*** Opening AVAILABLE DATA ***
//! Configuration: an optional TOML file, then command-line overrides.
//!
//! Every field has a default, so the server runs with no file at all:
//!
//! ```toml
//! [server]
//! addr = "0.0.0.0:1323"
//! max_body = "16M"
//!
//! [app]
//! body_limit = "2M"
//! assets_dir = "assets"
//! views_dir = "public/views"
//! image = "img/toka1.jpg"
//! redirect_to = "https://www.inter.it/jp"
//!
//! [log]
//! filter = "info"
//! format = "pretty"   # or "json"
//! ```

use std::fs;
use std::net::SocketAddr;
use std::path::{Path, PathBuf};

use clap::Parser;
use serde::Deserialize;

use crate::middleware::parse_size;

#[derive(Debug, thiserror::Error)]
pub enum ConfigError {
    #[error("cannot read {path}: {source}")]
    Io { path: PathBuf, source: std::io::Error },

    #[error("cannot parse {path}: {source}")]
    Parse { path: PathBuf, source: toml::de::Error },

    #[error("invalid size `{0}` (expected e.g. \"2M\", \"512K\")")]
    Size(String),

    #[error("invalid address `{0}`")]
    Addr(String),
}

#[derive(Clone, Debug, Default, Deserialize)]
#[serde(default, deny_unknown_fields)]
pub struct Config {
    pub server: ServerConfig,
    pub app: AppConfig,
    pub log: LogConfig,
}

#[derive(Clone, Debug, Deserialize)]
#[serde(default, deny_unknown_fields)]
pub struct ServerConfig {
    pub addr: SocketAddr,
    /// Transport-level cap on buffered request bodies.
    pub max_body: String,
}

impl Default for ServerConfig {
    fn default() -> Self {
        Self {
            addr: SocketAddr::from(([0, 0, 0, 0], 1323)),
            max_body: "16M".to_owned(),
        }
    }
}

/// Settings of the demo application built by [`build_router`](crate::app::build_router).
#[derive(Clone, Debug, Deserialize)]
#[serde(default, deny_unknown_fields)]
pub struct AppConfig {
    /// Route-level body limit enforced by the `BodyLimit` middleware.
    pub body_limit: String,
    pub assets_dir: PathBuf,
    pub views_dir: PathBuf,
    pub image: PathBuf,
    pub redirect_to: String,
}

impl Default for AppConfig {
    fn default() -> Self {
        Self {
            body_limit: "2M".to_owned(),
            assets_dir: PathBuf::from("assets"),
            views_dir: PathBuf::from("public/views"),
            image: PathBuf::from("img/toka1.jpg"),
            redirect_to: "https://www.inter.it/jp".to_owned(),
        }
    }
}

#[derive(Clone, Copy, Debug, Default, Deserialize, PartialEq, Eq, clap::ValueEnum)]
#[serde(rename_all = "lowercase")]
pub enum LogFormat {
    #[default]
    Pretty,
    Json,
}

#[derive(Clone, Debug, Deserialize)]
#[serde(default, deny_unknown_fields)]
pub struct LogConfig {
    /// `tracing-subscriber` filter directive; `RUST_LOG` takes precedence.
    pub filter: String,
    pub format: LogFormat,
}

impl Default for LogConfig {
    fn default() -> Self {
        Self { filter: "info".to_owned(), format: LogFormat::Pretty }
    }
}

impl Config {
    /// Loads and validates a TOML file.
    pub fn load(path: &Path) -> Result<Self, ConfigError> {
        let content = fs::read_to_string(path)
            .map_err(|source| ConfigError::Io { path: path.to_owned(), source })?;
        Self::parse(&content).map_err(|e| match e {
            ConfigError::Parse { source, .. } => ConfigError::Parse { path: path.to_owned(), source },
            other => other,
        })
    }

    pub fn parse(content: &str) -> Result<Self, ConfigError> {
        let config: Self = toml::from_str(content)
            .map_err(|source| ConfigError::Parse { path: PathBuf::new(), source })?;
        config.validate()?;
        Ok(config)
    }

    pub fn validate(&self) -> Result<(), ConfigError> {
        self.server.max_body_bytes()?;
        self.app.body_limit_bytes()?;
        Ok(())
    }
}

impl ServerConfig {
    pub fn max_body_bytes(&self) -> Result<usize, ConfigError> {
        parse_size(&self.max_body).ok_or_else(|| ConfigError::Size(self.max_body.clone()))
    }
}

impl AppConfig {
    pub fn body_limit_bytes(&self) -> Result<usize, ConfigError> {
        parse_size(&self.body_limit).ok_or_else(|| ConfigError::Size(self.body_limit.clone()))
    }
}

/// Command line of the `vireo` binary.
#[derive(Debug, Parser)]
#[command(name = "vireo", version, about = "Demo HTTP server")]
pub struct Cli {
    /// TOML configuration file.
    #[arg(short, long, env = "VIREO_CONFIG")]
    pub config: Option<PathBuf>,

    /// Listen address, overrides `server.addr`.
    #[arg(long)]
    pub addr: Option<String>,

    /// Log filter, overrides `log.filter`.
    #[arg(long)]
    pub log: Option<String>,

    /// Log format, overrides `log.format`.
    #[arg(long, value_enum)]
    pub log_format: Option<LogFormat>,
}

impl Cli {
    /// The file configuration (or defaults) with command-line overrides applied.
    pub fn resolve(&self) -> Result<Config, ConfigError> {
        let mut config = match &self.config {
            Some(path) => Config::load(path)?,
            None => Config::default(),
        };

        if let Some(addr) = &self.addr {
            config.server.addr = addr.parse().map_err(|_| ConfigError::Addr(addr.clone()))?;
        }
        if let Some(filter) = &self.log {
            config.log.filter = filter.clone();
        }
        if let Some(format) = self.log_format {
            config.log.format = format;
        }
        Ok(config)
    }
}

#[cfg(test)]
mod tests {
    use super::*;

    #[test]
    fn defaults_match_the_demo() {
        let config = Config::parse("").unwrap();
        assert_eq!(config.server.addr.port(), 1323);
        assert_eq!(config.app.body_limit_bytes().unwrap(), 2 * 1024 * 1024);
        assert_eq!(config.app.views_dir, PathBuf::from("public/views"));
        assert_eq!(config.log.format, LogFormat::Pretty);
    }

    #[test]
    fn partial_files_keep_other_defaults() {
        let config = Config::parse(
            r#"
            [server]
            addr = "127.0.0.1:8080"

            [log]
            format = "json"
            "#,
        )
        .unwrap();
        assert_eq!(config.server.addr, "127.0.0.1:8080".parse::<SocketAddr>().unwrap());
        assert_eq!(config.server.max_body, "16M");
        assert_eq!(config.log.format, LogFormat::Json);
        assert_eq!(config.log.filter, "info");
    }

    #[test]
    fn rejects_bad_sizes_and_unknown_keys() {
        let err = Config::parse("[app]\nbody_limit = \"lots\"").unwrap_err();
        assert!(matches!(err, ConfigError::Size(ref s) if s == "lots"));

        let err = Config::parse("[app]\nport = 1").unwrap_err();
        assert!(matches!(err, ConfigError::Parse { .. }));
    }

    #[test]
    fn load_reports_the_path() {
        let dir = tempfile::tempdir().unwrap();
        let path = dir.path().join("vireo.toml");
        std::fs::write(&path, "[server]\naddr = 1").unwrap();

        let err = Config::load(&path).unwrap_err();
        assert!(err.to_string().contains("vireo.toml"), "{err}");

        let err = Config::load(&dir.path().join("missing.toml")).unwrap_err();
        assert!(matches!(err, ConfigError::Io { .. }));
    }

    #[test]
    fn cli_overrides_the_file() {
        let cli = Cli::parse_from(["vireo", "--addr", "127.0.0.1:9000", "--log", "debug", "--log-format", "json"]);
        let config = cli.resolve().unwrap();
        assert_eq!(config.server.addr.port(), 9000);
        assert_eq!(config.log.filter, "debug");
        assert_eq!(config.log.format, LogFormat::Json);

        let cli = Cli::parse_from(["vireo", "--addr", "nowhere"]);
        assert!(matches!(cli.resolve(), Err(ConfigError::Addr(_))));
    }
}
*** Closing AVAILABLE DATA ***
Lines holding the string "LogFormat" are the answer; copy each one from the listing above.

PROBLEM SOLUTION »
pub enum LogFormat {
    pub format: LogFormat,
        Self { filter: "info".to_owned(), format: LogFormat::Pretty }
    pub log_format: Option<LogFormat>,
        assert_eq!(config.log.format, LogFormat::Pretty);
        assert_eq!(config.log.format, LogFormat::Json);
        assert_eq!(config.log.format, LogFormat::Json);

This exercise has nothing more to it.